Обозреватель еженедельника «Театр и искусство» писал: «Как можно уложить „Мелкий бес“ в рамки сценического произведения? Этот вопрос интересовал всех собравшихся посмотреть пьесу у Незлобина. Переделал роман в пьесу сам автор. Это усиливало интерес. Как и следовало ожидать, постигло полнейшее разочарование. „Мелкий бес“ на сцене оказался чем-то отталкивающим. Патологически-садические узоры Сологуба, скрашенные в романе постепенностью нарастания и психологической мотивировкой, выступают в пьесе резкими углами. (…) Говорят, что одним из поводов к конфликту между Незлобиным и Марджановым было толкование „Мелкого беса“. Марджанов хотел выдвинуть на авансцену именно саму передоновщину, „расстегни свои застежки“, половую неврастению. Незлобии с этим не соглашался и с чутьем, заслуживающим всякой похвалы, решил задрапировать, поскольку возможно, эксцессы передоновщины бытовой частью пьесы. Если же и в таком виде пьеса не лишена отталкивающих элементов, вина в этом всецело на ней самой, а не на театре. Театр сделал все, чтобы создать из „Мелкого беса“ ряд интересных, эффектных картин».

Среди прочих высказывалось мнение, что появление драмы повредило роману. Критик еженедельника «Рампа и жизнь» сетовал: «Своему собственному детищу кто же враг, кто же желает вреда своему же творчеству. A у r. Сологуба вышло так, что он оказался врагом своему же изумительному роману. (…) Не будь романа, было бы и к пьесе другое отношение, а то теперь на каждом шагу напрашиваются сравнения и сравнения не в пользу пьесы. На спектакле вы слышите на каждом шагу: в романе это ярче, в романе это лучше, в романе это совсем не так. И с этим нельзя не согласится. В романе все, действительно, лучше».

«Не знаю, хорошо ли это сделал Сологуб, что „переделал“ свой роман в пьесу, — размышлял Вл. Боцяновский. — Думаю, что не хорошо. Помня самый роман, я смотрел пьесу с интересом, просто как ряд иллюстраций к роману. Но, думаю, что для людей, незнакомых с подлинным романом или же мало знающих Сологуба как писателя, пьеса даст о нем представление неточное. (…) Невольно все время хочется спросить Сологуба, зачем это ему понадобилось искромсать свое собственное детище?» и т. п.
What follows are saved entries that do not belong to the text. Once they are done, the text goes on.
//! Febraban barcode assembly and digitable line formatting
//!
//! ```text
//! barcode (44):  BBB M D FFFF VVVVVVVVVV LLLLLLLLLLLLLLLLLLLLLLLLL
//!                bank cur dv factor amount      free field (25)
//!
//! line (47):     BBBMLLLLLc LLLLLLLLLLc LLLLLLLLLLc D FFFFVVVVVVVVVV
//! ```
//!
//! `assemble` and the bank free-field builders are not used by any adapter
//! yet; registered banks return their own barcode.

use crate::checkdigit::{barcode_digit, itau_dac, mod10};
use crate::{Error, Result};
use chrono::NaiveDate;

/// Currency code for BRL
pub const CURRENCY_REAL: char = '9';

/// Barcode length
pub const BARCODE_LEN: usize = 44;

/// Unformatted digitable line length
pub const DIGITABLE_LINE_LEN: usize = 47;

/// Free field length
pub const FREE_FIELD_LEN: usize = 25;

const FACTOR_ROLLOVER_DAYS: i64 = 10_000;
const FACTOR_CYCLE: i64 = 9_000;
const FACTOR_RESTART: i64 = 1_000;

/// Febraban base date for the expiration factor
pub fn base_date() -> NaiveDate {
    NaiveDate::from_ymd_opt(1997, 10, 7).unwrap_or(NaiveDate::MIN)
}

/// Days since the base date, restarting at 1000 once 9999 is exceeded
pub fn expiration_factor(date: NaiveDate) -> Result<u16> {
    let days = (date - base_date()).num_days();
    if days < 0 {
        return Err(Error::DateBeforeBase(date));
    }

    let factor = if days < FACTOR_ROLLOVER_DAYS {
        days
    } else {
        (days - FACTOR_ROLLOVER_DAYS) % FACTOR_CYCLE + FACTOR_RESTART
    };

    Ok(factor as u16)
}

/// Fields that make up a barcode
#[derive(Debug, Clone, PartialEq, Eq)]
pub struct BarcodeFields {
    /// Three digit bank code
    pub bank_code: String,
    /// Currency code
    pub currency: char,
    /// Expiration date
    pub expire_date: NaiveDate,
    /// Amount in cents
    pub amount_in_cents: u64,
    /// Bank-defined free field (25 digits)
    pub free_field: String,
}

fn ensure_len(field: &'static str, value: &str, expected: usize) -> Result<()> {
    if value.len() != expected {
        return Err(Error::InvalidLength {
            field,
            expected,
            actual: value.len(),
        });
    }
    if !value.chars().all(|c| c.is_ascii_digit()) {
        return Err(Error::NonNumeric {
            field,
            value: value.to_string(),
        });
    }
    Ok(())
}

/// Assemble the 44 digit barcode
pub fn assemble(fields: &BarcodeFields) -> Result<String> {
    ensure_len("bank_code", &fields.bank_code, 3)?;
    ensure_len("free_field", &fields.free_field, FREE_FIELD_LEN)?;

    let amount = format!("{:010}", fields.amount_in_cents);
    if amount.len() != 10 {
        return Err(Error::InvalidLength {
            field: "amount",
            expected: 10,
            actual: amount.len(),
        });
    }

    let factor = expiration_factor(fields.expire_date)?;
    let without_digit = format!(
        "{}{}{:04}{}{}",
        fields.bank_code, fields.currency, factor, amount, fields.free_field
    );
    let digit = barcode_digit(&without_digit)?;

    Ok(format!(
        "{}{}{}",
        &without_digit[..4],
        digit,
        &without_digit[4..]
    ))
}

/// Unformatted 47 digit line for a barcode
pub fn digitable_line_digits(barcode: &str) -> Result<String> {
    ensure_len("barcode", barcode, BARCODE_LEN)?;

    let free = &barcode[19..];
    let block1 = format!("{}{}", &barcode[..4], &free[..5]);
    let block2 = &free[5..15];
    let block3 = &free[15..25];

    Ok(format!(
        "{}{}{}{}{}{}{}{}",
        block1,
        mod10(&block1)?,
        block2,
        mod10(block2)?,
        block3,
        mod10(block3)?,
        &barcode[4..5],
        &barcode[5..19]
    ))
}

/// Group 47 digits as `00000.00000 00000.000000 00000.000000 0 00000000000000`
pub fn format_digitable_line(digits: &str) -> String {
    let mut out = String::with_capacity(digits.len() + 7);
    for (i, c) in digits.chars().enumerate() {
        match i {
            5 | 15 | 26 => out.push('.'),
            10 | 21 | 32 | 33 => out.push(' '),
            _ => {}
        }
        out.push(c);
    }
    out
}

/// Formatted digitable line for a barcode
pub fn digitable_line(barcode: &str) -> Result<String> {
    Ok(format_digitable_line(&digitable_line_digits(barcode)?))
}

/// Rebuild the barcode carried by a digitable line (formatted or not)
pub fn barcode_from_digitable_line(line: &str) -> Result<String> {
    let digits: String = line.chars().filter(|c| !c.is_whitespace() && *c != '.').collect();
    ensure_len("digitable_line", &digits, DIGITABLE_LINE_LEN)?;

    Ok(format!(
        "{}{}{}{}{}{}",
        &digits[..4],
        &digits[32..33],
        &digits[33..47],
        &digits[4..9],
        &digits[10..20],
        &digits[21..31]
    ))
}

// =========================================================================
// BANK FREE FIELDS
// =========================================================================

/// Itaú: wallet(3) + our number(8) + DAC + agency(4) + account(5) + DAC + "000"
pub fn itau_free_field(wallet: u16, our_number: u64, agency: &str, account: &str) -> Result<String> {
    let our_number = format!("{:08}", our_number);
    let agency = format!("{:0>4}", agency);
    let account = format!("{:0>5}", account);
    let dac = itau_dac(&agency, &account, wallet, &our_number)?;
    let account_dac = mod10(&format!("{}{}", agency, account))?;

    let free = format!(
        "{:03}{}{}{}{}{}000",
        wallet, our_number, dac, agency, account, account_dac
    );
    ensure_len("free_field", &free, FREE_FIELD_LEN)?;
    Ok(free)
}

/// Bradesco: agency(4) + wallet(2) + our number(11) + account(7) + "0"
pub fn bradesco_free_field(agency: &str, wallet: u16, our_number: u64, account: &str) -> Result<String> {
    let free = format!(
        "{:0>4}{:02}{:011}{:0>7}0",
        agency, wallet, our_number, account
    );
    ensure_len("free_field", &free, FREE_FIELD_LEN)?;
    Ok(free)
}

/// BradescoShopFacil receives the account with its digit appended.
///
/// The digit is removed from the account slot and placed in the last
/// position of the free field instead of the fixed zero.
pub fn bradesco_shopfacil_free_field(
    agency: &str,
    wallet: u16,
    our_number: u64,
    account_with_digit: &str,
) -> Result<String> {
    let split = account_with_digit.len().saturating_sub(1);
    let (account, digit) = account_with_digit.split_at(split);
    if digit.is_empty() {
        return Err(Error::InvalidLength {
            field: "account",
            expected: 8,
            actual: 0,
        });
    }

    let free = format!(
        "{:0>4}{:02}{:011}{:0>7}{}",
        agency, wallet, our_number, account, digit
    );
    ensure_len("free_field", &free, FREE_FIELD_LEN)?;
    Ok(free)
}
Многие критики не без сожаления констатировали, что образ Передонова в инсценировке был переосмыслен автором почти до неузнаваемости: «Передонова на сцене жалко, как жалко больного, и это все время, и чем дольше, тем больше», «Если увидеть Передонова впервые на сцене, трудно понять, почему такой шум вызвал этот несчастный сумасшедший человек?» и т. п.

Однако Сологуб сознательно стремился изменить образ главного героя. В интервью, данных журналистам после киевской премьеры, он пояснял свой замысел: «…личность Передонова в переделке в драматическую форму должна была еще более сгуститься и сразу предстать во всей своей ужасающей жалости. (…) Я создал героя не таким истым безумцем, каким он выглядел у меня в романе. Я придал драматическому Передонову больше, так сказать, человечности. Под внешней корой, покрывающей Передонова, зритель все-таки видит кое-какие проблески, возбуждающие к герою драмы не только чувство отвращения»; «В романе Передонов более изображен со стороны подлости, чем слабости; в драме же наоборот. И пьеса должна проводиться не под знаком негодования и сатиры, а под знаком возможно полного сочувствия к слабому и несчастному Передонову. Чтобы каждый зритель, в себе почувствовав хоть частицу передоновщины, сжалился бы над ним и не его одного обвинил в передоновщине. Под знаком сочувствия должны быть и другие действующие лица. Чтобы каждая женщина могла понять и почувствовать, что она — в худших своих возможностях — Варвара, в лучших — Людмила».